Could you please quantify how many nodes and groups you might possibly have? Are you going to load a group’s member nodes the first time that it is expanded? This is just like what the Incremental Tree sample does, except it does it for expanding trees the first time, not for expanding groups. But the same ideas apply.

Hi Walter,
Thank you for your response. I am using LayeredDigraphLayout which is slower, considering especially that I can have nodes well in the range 5000-10,000, of these, I can have around 2000 groups, or more. Please feel free to have a look here CodeMaps. If you open the console, you can see the data being console logged as well.

Are you going to load a group’s member nodes the first time that it is expanded?

All of the data is loaded in a single api call, and I use isSubGraphExpanded property to hide or show the children nodes/groups.

If you upgrade to GoJS v2.3, you can set LayeredDigraphLayout.alignOption to some value such as go.LayeredDigraphLayout.AlignAll, and that should make those layouts faster.

Here’s a sample that supports relative locations for group member nodes:

As usual, the complete implementation is in the page itself.

That seems to be it, thank you for sharing. I can not, however, see the full implementation in the link that you shared, I can only see this:

Reminder about what I wrote above:

I see that, and what it implies is that by default, the children nodes inside a group assume positions relative to their containing group.

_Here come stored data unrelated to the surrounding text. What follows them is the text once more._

//! parlor-voice configuration
//!
//! `VoiceConfig` is fully specified: every field has an explicit default in
//! `Default`. Partial input (TOML file, command line) arrives as
//! `ConfigOverrides`, where every field is optional, and is folded onto a base
//! configuration by [`merge`].

use crate::error::Result;
use crate::synthesis::BackendDescriptor;
use parlor_common::{Channel, MAX_PARTICIPANT_CHANNELS};
use serde::{Deserialize, Serialize};
use std::collections::BTreeMap;
use std::path::Path;
use std::time::Duration;

/// Environment variable naming the config file
pub const CONFIG_ENV_VAR: &str = "PARLOR_VOICE_CONFIG";

/// Config file name under the per-user config directory
pub const CONFIG_FILE_NAME: &str = "voice.toml";

/// How a system request that is granted while the system channel is playing
/// gets its turn
#[derive(Debug, Clone, Copy, PartialEq, Eq, Serialize, Deserialize)]
#[serde(rename_all = "snake_case")]
pub enum PreemptionMode {
    /// Granted request plays right after the current one; nothing is cut off
    NextTurn,
    /// Current system item is stopped and the granted request plays next
    Interrupt,
}

/// Gain/pan strip settings for one channel
#[derive(Debug, Clone, Copy, PartialEq, Serialize, Deserialize)]
pub struct ChannelMix {
    /// Base volume (0.0-1.0)
    pub volume: f32,
    /// Stereo position (-1.0 = left, 0.0 = centre, 1.0 = right)
    pub pan: f32,
}

impl ChannelMix {
    pub fn clamped(self) -> Self {
        Self {
            volume: clamp_unit(self.volume),
            pan: clamp_pan(self.pan),
        }
    }
}

/// Synthesis pipeline settings
#[derive(Debug, Clone, PartialEq)]
pub struct SynthesisConfig {
    /// First slice of the shared time budget
    pub primary_timeout: Duration,
    /// Second slice of the shared time budget
    pub fallback_timeout: Duration,
    /// Upper bound for a single health probe
    pub health_timeout: Duration,
    /// How long a health verdict is reused before probing again
    pub health_cache_ttl: Duration,
    /// Period of the background health monitor
    pub health_check_interval: Duration,
    /// Cache entry lifetime
    pub cache_ttl: Duration,
    /// Maximum number of cached results
    pub cache_capacity: usize,
    /// Language sent to backends when the caller gives none
    pub default_lang: String,
}

impl SynthesisConfig {
    /// Hard ceiling for one `obtain` call
    pub fn total_budget(&self) -> Duration {
        self.primary_timeout + self.fallback_timeout
    }
}

impl Default for SynthesisConfig {
    fn default() -> Self {
        Self {
            primary_timeout: Duration::from_secs(5),
            fallback_timeout: Duration::from_secs(5),
            health_timeout: Duration::from_secs(2),
            health_cache_ttl: Duration::from_secs(15),
            health_check_interval: Duration::from_secs(300),
            cache_ttl: Duration::from_secs(60 * 60),
            cache_capacity: 100,
            default_lang: "zh".to_string(),
        }
    }
}

/// Voice service configuration
#[derive(Debug, Clone, PartialEq)]
pub struct VoiceConfig {
    /// Accept new speech/playback requests
    pub enabled: bool,
    /// HTTP control surface bind address
    pub bind_addr: String,
    /// Size of the participant channel pool (1-8)
    pub participant_channels: usize,
    /// Fixed concurrency ceiling; None derives it from the participant count
    pub concurrency_ceiling: Option<usize>,
    /// Participant count used to derive the ceiling
    pub total_participants: usize,
    /// Master volume (0.0-1.0)
    pub master_volume: f32,
    /// System channel preemption behaviour
    pub system_preemption: PreemptionMode,
    /// Per-channel gain/pan strips
    pub channel_mix: BTreeMap<Channel, ChannelMix>,
    /// Synthesis pipeline settings
    pub synthesis: SynthesisConfig,
    /// Remote synthesis backends
    pub backends: Vec<BackendDescriptor>,
}

impl Default for VoiceConfig {
    fn default() -> Self {
        Self {
            enabled: true,
            bind_addr: "127.0.0.1:5760".to_string(),
            participant_channels: MAX_PARTICIPANT_CHANNELS,
            concurrency_ceiling: None,
            total_participants: 4,
            master_volume: 1.0,
            system_preemption: PreemptionMode::NextTurn,
            channel_mix: default_channel_mix(),
            synthesis: SynthesisConfig::default(),
            backends: Vec::new(),
        }
    }
}

impl VoiceConfig {
    /// Load configuration: defaults, then the TOML file if one is given
    pub fn load(path: Option<&Path>) -> Result<Self> {
        let overrides: ConfigOverrides = parlor_common::config::load_toml_or_default(path)?;
        Ok(merge(VoiceConfig::default(), overrides))
    }

    /// Mix strip for a channel, falling back to unity gain at centre
    pub fn mix_for(&self, channel: Channel) -> ChannelMix {
        self.channel_mix
            .get(&channel)
            .copied()
            .unwrap_or(ChannelMix { volume: 1.0, pan: 0.0 })
    }
}

/// Spread participants across the stereo field, system centred
fn default_channel_mix() -> BTreeMap<Channel, ChannelMix> {
    const PANS: [f32; MAX_PARTICIPANT_CHANNELS] = [-0.7, 0.7, -0.5, 0.5, -0.3, 0.3, -0.15, 0.15];

    let mut mix = BTreeMap::new();
    mix.insert(Channel::System, ChannelMix { volume: 1.0, pan: 0.0 });
    for (index, pan) in PANS.iter().enumerate() {
        mix.insert(Channel::participant(index), ChannelMix { volume: 1.0, pan: *pan });
    }
    mix
}

// ============================================================================
// Overrides
// ============================================================================

/// Partial mix strip settings
#[derive(Debug, Clone, Copy, Default, PartialEq, Deserialize)]
#[serde(default, deny_unknown_fields)]
pub struct ChannelMixOverrides {
    pub volume: Option<f32>,
    pub pan: Option<f32>,
}

/// Partial synthesis settings (durations in milliseconds)
#[derive(Debug, Clone, Default, PartialEq, Deserialize)]
#[serde(default, deny_unknown_fields)]
pub struct SynthesisOverrides {
    pub primary_timeout_ms: Option<u64>,
    pub fallback_timeout_ms: Option<u64>,
    pub health_timeout_ms: Option<u64>,
    pub health_cache_ttl_ms: Option<u64>,
    pub health_check_interval_ms: Option<u64>,
    pub cache_ttl_ms: Option<u64>,
    pub cache_capacity: Option<usize>,
    pub default_lang: Option<String>,
}

/// Partial configuration as read from TOML or the command line
#[derive(Debug, Clone, Default, PartialEq, Deserialize)]
#[serde(default, deny_unknown_fields)]
pub struct ConfigOverrides {
    pub enabled: Option<bool>,
    pub bind_addr: Option<String>,
    pub participant_channels: Option<usize>,
    /// Fixed ceiling; 0 selects the derived ceiling
    pub concurrency_ceiling: Option<usize>,
    pub total_participants: Option<usize>,
    pub master_volume: Option<f32>,
    pub system_preemption: Option<PreemptionMode>,
    pub channels: BTreeMap<Channel, ChannelMixOverrides>,
    pub synthesis: SynthesisOverrides,
    pub backends: Option<Vec<BackendDescriptor>>,
}

/// Fold `overrides` onto `base`, clamping numeric settings into range
pub fn merge(base: VoiceConfig, overrides: ConfigOverrides) -> VoiceConfig {
    let participant_channels = overrides
        .participant_channels
        .unwrap_or(base.participant_channels)
        .clamp(1, MAX_PARTICIPANT_CHANNELS);

    let concurrency_ceiling = match overrides.concurrency_ceiling {
        Some(0) => None,
        Some(n) => Some(n),
        None => base.concurrency_ceiling,
    }
    .map(|n| n.clamp(1, participant_channels));

    let mut channel_mix = base.channel_mix;
    for (channel, mix) in overrides.channels {
        let current = channel_mix
            .get(&channel)
            .copied()
            .unwrap_or(ChannelMix { volume: 1.0, pan: 0.0 });
        let merged = ChannelMix {
            volume: mix.volume.unwrap_or(current.volume),
            pan: mix.pan.unwrap_or(current.pan),
        };
        channel_mix.insert(channel, merged);
    }
    for mix in channel_mix.values_mut() {
        *mix = mix.clamped();
    }

    VoiceConfig {
        enabled: overrides.enabled.unwrap_or(base.enabled),
        bind_addr: overrides.bind_addr.unwrap_or(base.bind_addr),
        participant_channels,
        concurrency_ceiling,
        total_participants: overrides
            .total_participants
            .unwrap_or(base.total_participants),
        master_volume: clamp_unit(overrides.master_volume.unwrap_or(base.master_volume)),
        system_preemption: overrides
            .system_preemption
            .unwrap_or(base.system_preemption),
        channel_mix,
        synthesis: merge_synthesis(base.synthesis, overrides.synthesis),
        backends: overrides.backends.unwrap_or(base.backends),
    }
}

fn merge_synthesis(base: SynthesisConfig, overrides: SynthesisOverrides) -> SynthesisConfig {
    let ms = |value: Option<u64>, fallback: Duration| {
        value.map(Duration::from_millis).unwrap_or(fallback)
    };

    SynthesisConfig {
        primary_timeout: ms(overrides.primary_timeout_ms, base.primary_timeout),
        fallback_timeout: ms(overrides.fallback_timeout_ms, base.fallback_timeout),
        health_timeout: ms(overrides.health_timeout_ms, base.health_timeout),
        health_cache_ttl: ms(overrides.health_cache_ttl_ms, base.health_cache_ttl),
        health_check_interval: ms(overrides.health_check_interval_ms, base.health_check_interval),
        cache_ttl: ms(overrides.cache_ttl_ms, base.cache_ttl),
        cache_capacity: overrides.cache_capacity.unwrap_or(base.cache_capacity).max(1),
        default_lang: overrides.default_lang.unwrap_or(base.default_lang),
    }
}

pub(crate) fn clamp_unit(value: f32) -> f32 {
    if value.is_nan() {
        return 0.0;
    }
    value.clamp(0.0, 1.0)
}

pub(crate) fn clamp_pan(value: f32) -> f32 {
    if value.is_nan() {
        return 0.0;
    }
    value.clamp(-1.0, 1.0)
}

However, I was experimenting with the following code in code-pen, but the children nodes here, Beta and Gamma, would not align themselves in reference to their containing group. Can you please tell me what the issue is with this, as I can’t figure it out?

var $ = go.GraphObject.make;

// Diagram declaration
var diagram = $(go.Diagram, "myDiagramDiv");

diagram.nodeTemplate =
  $(go.Node,
    new go.Binding("location", "loc", go.Point.parse),
    $(go.TextBlock,
      new go.Binding("text", "key"))
  );

diagram.groupTemplate =
  $(go.Group, "Vertical",
    { selectionObjectName: "PH",
      locationObjectName: "PH" },
    new go.Binding("location", "loc", go.Point.parse).makeTwoWay(),
    $(go.TextBlock,  // group title
      { font: "Bold 12pt Sans-Serif" },
      new go.Binding("text", "key")),
    $(go.Shape,  // using a Shape instead of a Placeholder
      { name: "PH",
        fill: "lightyellow" },
      new go.Binding("desiredSize", "size", go.Size.parse))
  );

var nodeDataArray = [
  { key: "Beta", group: "Omega", loc: "0 0" },
  { key: "Gamma", group: "Omega", loc: "125 75" },
  { key: "Omega", isGroup: true, loc: "50 50", size: "150 50" },
];
diagram.model = new go.GraphLinksModel(nodeDataArray);

That’s right – if the group isn’t using a Placeholder, then the group’s location is independent of the locations/areas of its member parts. Or the member nodes have locations that are independent of their containing group. You can look at it either way.